SPDR Portfolio S&P 500 ETF (ticker: SPLG)
The more popular SPDR S&P 500 ETF Trust (SPY) tends to be the first large-cap fund that U.S. investors think of, as it was among the first listed ETFs, with a launch date back in 1993. However, sponsor State Street Global Advisors had to acknowledge that many funds out there are cheaper as measured by annual expenses — and smaller “retail” investors with a buy-and-hold approach may not care to pay a premium for the deep liquidity that exists in the massive $390 billion SPY fund. That’s where the smaller SPLG comes in — it commands “only” $14 billion in assets, but its fee structure is less than a third of SPY’s, at 0.03% annually, or a measly $3 per year on every $10,000 invested. So if you want to buy the S&P 500 via a cheap and accessible index fund, look to SPLG over its larger sister fund.

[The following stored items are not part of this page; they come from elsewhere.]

//! Progress reporting hooks.
//!
//! The aggregator reports every recorded outcome to an optional observer.
//! Observers run inside the aggregator's critical section, so they must be
//! quick and must not block.

use crate::scanner::{PortStatus, ScanOutcome};
use indicatif::{ProgressBar, ProgressStyle};
use tracing::info;

/// Completed-versus-total snapshot taken when an outcome is recorded.
#[derive(Debug, Clone, Copy, PartialEq, Eq)]
pub struct Progress {
    pub completed: usize,
    pub total: usize,
}

impl Progress {
    pub fn new(completed: usize, total: usize) -> Self {
        Self { completed, total }
    }

    /// Integer percentage, rounded down.
    pub fn percent(&self) -> usize {
        if self.total == 0 {
            100
        } else {
            self.completed * 100 / self.total
        }
    }
}

/// Receives a notification for every recorded outcome.
pub trait ProgressObserver: Send + Sync {
    fn on_outcome(&self, outcome: &ScanOutcome, progress: Progress);

    /// Called once after the last worker has exited.
    fn finish(&self) {}
}

/// Emits progress as log lines.
#[derive(Debug, Clone, Copy, Default)]
pub struct LogProgress;

impl ProgressObserver for LogProgress {
    fn on_outcome(&self, outcome: &ScanOutcome, progress: Progress) {
        if outcome.status == PortStatus::Open {
            info!(unit = %outcome.unit, attempts = outcome.attempts, "port is open");
        }
        info!(
            "scanning port {}/{} ({}% complete)",
            progress.completed,
            progress.total,
            progress.percent()
        );
    }
}

/// Renders progress as a terminal progress bar.
pub struct BarProgress {
    bar: ProgressBar,
}

impl BarProgress {
    pub fn new(total: usize) -> Self {
        let bar = ProgressBar::new(total as u64);
        let style = ProgressStyle::default_bar()
            .template("{spinner:.green} [{elapsed_precise}] [{bar:40.cyan/blue}] {pos}/{len} ({percent}%) {msg}")
            .unwrap_or_else(|_| ProgressStyle::default_bar())
            .progress_chars("=>-");
        bar.set_style(style);
        Self { bar }
    }
}

impl ProgressObserver for BarProgress {
    fn on_outcome(&self, outcome: &ScanOutcome, _progress: Progress) {
        self.bar.inc(1);
        if outcome.status == PortStatus::Open {
            self.bar.set_message(format!("Found open port: {}", outcome.unit));
        }
    }

    fn finish(&self) {
        self.bar.finish_with_message("Scan complete");
    }
}

#[cfg(test)]
mod tests {
    use super::*;

    #[test]
    fn test_percent_rounds_down() {
        assert_eq!(Progress::new(1, 3).percent(), 33);
        assert_eq!(Progress::new(2, 3).percent(), 66);
        assert_eq!(Progress::new(3, 3).percent(), 100);
        assert_eq!(Progress::new(0, 0).percent(), 100);
    }

    #[test]
    fn test_bar_counts_outcomes() {
        use crate::types::{Port, ScanUnit};

        let progress = BarProgress::new(2);
        let unit = ScanUnit::new("10.0.0.1", Port::new(22).unwrap());
        progress.on_outcome(
            &ScanOutcome::new(unit, PortStatus::Open, 1),
            Progress::new(1, 2),
        );
        assert_eq!(progress.bar.position(), 1);
        progress.finish();
        assert!(progress.bar.is_finished());
    }
}
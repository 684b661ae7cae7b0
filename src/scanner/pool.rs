//! Fixed-size worker pool over a bounded task queue.
//!
//! `workers` tasks share one receiver. Each task loops: dequeue a unit, run
//! the retry policy, record the outcome. A task exits once the producer has
//! closed the queue and it is drained. The bounded queue is the only
//! suspension point between producer and workers, so a slow target stalls
//! only the worker holding it.

use crate::error::ScanError;
use crate::scanner::aggregator::Aggregator;
use crate::scanner::retry::RetryPolicy;
use crate::types::ScanUnit;
use std::sync::Arc;
use std::time::Duration;
use tokio::sync::{mpsc, Mutex};
use tokio::task::JoinSet;
use tracing::{debug, trace};

/// Default task queue capacity.
pub const DEFAULT_QUEUE_CAPACITY: usize = 100;

/// A fixed set of concurrent scan workers.
#[derive(Debug, Clone, Copy)]
pub struct WorkerPool {
    workers: usize,
    queue_capacity: usize,
    dial_timeout: Duration,
}

impl WorkerPool {
    /// Create a pool. Zero workers or capacity are raised to one.
    pub fn new(workers: usize, dial_timeout: Duration) -> Self {
        Self {
            workers: workers.max(1),
            queue_capacity: DEFAULT_QUEUE_CAPACITY,
            dial_timeout,
        }
    }

    pub fn with_queue_capacity(mut self, capacity: usize) -> Self {
        self.queue_capacity = capacity.max(1);
        self
    }

    /// Feed every unit through the pool and wait for all workers to exit.
    pub async fn run<I>(
        &self,
        units: I,
        policy: Arc<RetryPolicy>,
        aggregator: Arc<Aggregator>,
    ) -> Result<(), ScanError>
    where
        I: IntoIterator<Item = ScanUnit>,
    {
        let (tx, rx) = mpsc::channel::<ScanUnit>(self.queue_capacity);
        let rx = Arc::new(Mutex::new(rx));

        let mut set = JoinSet::new();
        for id in 0..self.workers {
            set.spawn(worker(
                id,
                Arc::clone(&rx),
                Arc::clone(&policy),
                Arc::clone(&aggregator),
                self.dial_timeout,
            ));
        }
        debug!(workers = self.workers, capacity = self.queue_capacity, "worker pool started");

        for unit in units {
            // Fails only when every worker is gone; the join below reports why.
            if tx.send(unit).await.is_err() {
                break;
            }
        }
        drop(tx);

        while let Some(joined) = set.join_next().await {
            joined?;
        }
        debug!("worker pool drained");

        Ok(())
    }
}

async fn worker(
    id: usize,
    queue: Arc<Mutex<mpsc::Receiver<ScanUnit>>>,
    policy: Arc<RetryPolicy>,
    aggregator: Arc<Aggregator>,
    dial_timeout: Duration,
) {
    loop {
        let next = queue.lock().await.recv().await;
        let Some(unit) = next else {
            break;
        };

        trace!(worker = id, %unit, "picked up unit");
        let outcome = policy.attempt(&unit, dial_timeout).await;
        aggregator.record(outcome).await;
    }
    trace!(worker = id, "queue closed, worker exiting");
}
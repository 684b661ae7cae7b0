//! Output formatting module.
//!
//! Provides formatters for plain text, JSON, and CSV output of scan results.
//! Rendering reads the finished report only; a failure here never touches
//! the collected results.

mod csv_format;
mod json_format;
mod plain;

pub use csv_format::write_csv;
pub use json_format::write_json;
pub use plain::{print_error, print_scan_header, write_plain};

use crate::config::OutputMode;
use crate::error::OutputResult;
use crate::scanner::ScanReport;
use std::io::{self, Write};

/// Render `report` in `mode` to `out`.
pub fn write_results<W: Write>(
    out: &mut W,
    report: &ScanReport,
    mode: OutputMode,
    show_closed: bool,
) -> OutputResult<()> {
    match mode {
        OutputMode::Text => write_plain(out, report, show_closed),
        OutputMode::Json => write_json(out, report),
        OutputMode::Csv => write_csv(out, report),
    }
}

/// Render `report` to stdout.
pub fn print_results(report: &ScanReport, mode: OutputMode, show_closed: bool) -> OutputResult<()> {
    let stdout = io::stdout();
    let mut out = stdout.lock();
    write_results(&mut out, report, mode, show_closed)?;
    out.flush()?;
    Ok(())
}
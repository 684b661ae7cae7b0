//! Error types for portsweep.
//!
//! Uses `thiserror` for ergonomic error definitions. Only [`ConfigError`],
//! [`OutputError`] and the run-level [`ScanError`] ever reach a caller;
//! [`ProbeError`] is absorbed by the retry policy.

use std::path::PathBuf;
use thiserror::Error;

/// Invalid run configuration. Fatal: the run never starts.
#[derive(Error, Debug)]
pub enum ConfigError {
    #[error("invalid port range: start ({0}) > end ({1})")]
    InvalidPortRange(u16, u16),

    #[error("port {0} is out of valid range (1-65535)")]
    InvalidPort(u16),

    #[error("worker count must be greater than zero")]
    NoWorkers,

    #[error("no targets specified")]
    NoTargets,

    #[error("invalid target: {0}")]
    InvalidTarget(String),

    #[error("retry count must be at least 1")]
    NoRetries,

    #[error("queue capacity must be greater than zero")]
    ZeroQueueCapacity,

    #[error("failed to read settings from {path}: {reason}")]
    ReadFailed { path: PathBuf, reason: String },

    #[error("invalid settings format: {0}")]
    InvalidFormat(String),
}

/// A single connection attempt that did not succeed.
///
/// Variants only drive logging and the optional fast-fail policy; the result
/// model records every failure as `Closed`.
#[derive(Error, Debug)]
pub enum ProbeError {
    #[error("connection timed out")]
    Timeout,

    #[error("connection refused")]
    ConnectionRefused,

    #[error("host unreachable: {0}")]
    Unreachable(String),

    #[error("name resolution failed: {0}")]
    Resolve(String),

    #[error("connection failed: {0}")]
    Io(#[from] std::io::Error),
}

impl ProbeError {
    /// Whether the target answered conclusively that nothing listens there.
    pub fn is_refused(&self) -> bool {
        matches!(self, Self::ConnectionRefused)
    }
}

/// Rendering of final results failed.
#[derive(Error, Debug)]
pub enum OutputError {
    #[error("failed to encode JSON: {0}")]
    Json(#[from] serde_json::Error),

    #[error("failed to encode CSV: {0}")]
    Csv(#[from] csv::Error),

    #[error("failed to write output: {0}")]
    Io(#[from] std::io::Error),
}

/// Run-level error returned by the scan controller.
#[derive(Error, Debug)]
pub enum ScanError {
    #[error(transparent)]
    Config(#[from] ConfigError),

    #[error("scan worker failed: {0}")]
    Worker(#[from] tokio::task::JoinError),
}

/// Result type alias for configuration operations.
pub type ConfigResult<T> = Result<T, ConfigError>;

/// Result type alias for rendering operations.
pub type OutputResult<T> = Result<T, OutputError>;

Invesco S&P 500 Equal Weight ETF (RSP)
Of course, it’s worth noting that the S&P 500 is very top-heavy at present, with some of the largest U.S. corporations carrying outsize weight in the index. For instance, Apple Inc. (AAPL), Microsoft Corp. (MSFT) and Amazon.com Inc. (AMZN) collectively make up a nearly 17% weighting in the S&P 500 despite there being hundreds of other component companies. If you think this kind of focus is risky, consider this Invesco fund that regularly rebalances to spread the cash as evenly as possible around all components. With $33 billion in assets, this approach clearly has appeal with some investors who want to look beyond the standard S&P index fund.
Vanguard Mega Cap ETF (MGC)
The flip side of an equal-weight approach is to double down on the large names that are out there, rather than give the smaller components in the S&P 500 your attention. That’s what MGC offers, with a “megacap” approach that is focused on roughly 240 or so of the very largest U.S. stocks, to the exclusion of everything else. In addition to being more reliant on the individual megacap tech stocks at the top of the list, MGC is also, unsurprisingly, more biased toward this sector in general, with nearly 30% of total assets in information technology at present. If you’re a long-term investor most interested in this corner of the market, however, this emphasis may be attractive as a way to look beyond the usual suspects of large-cap index funds.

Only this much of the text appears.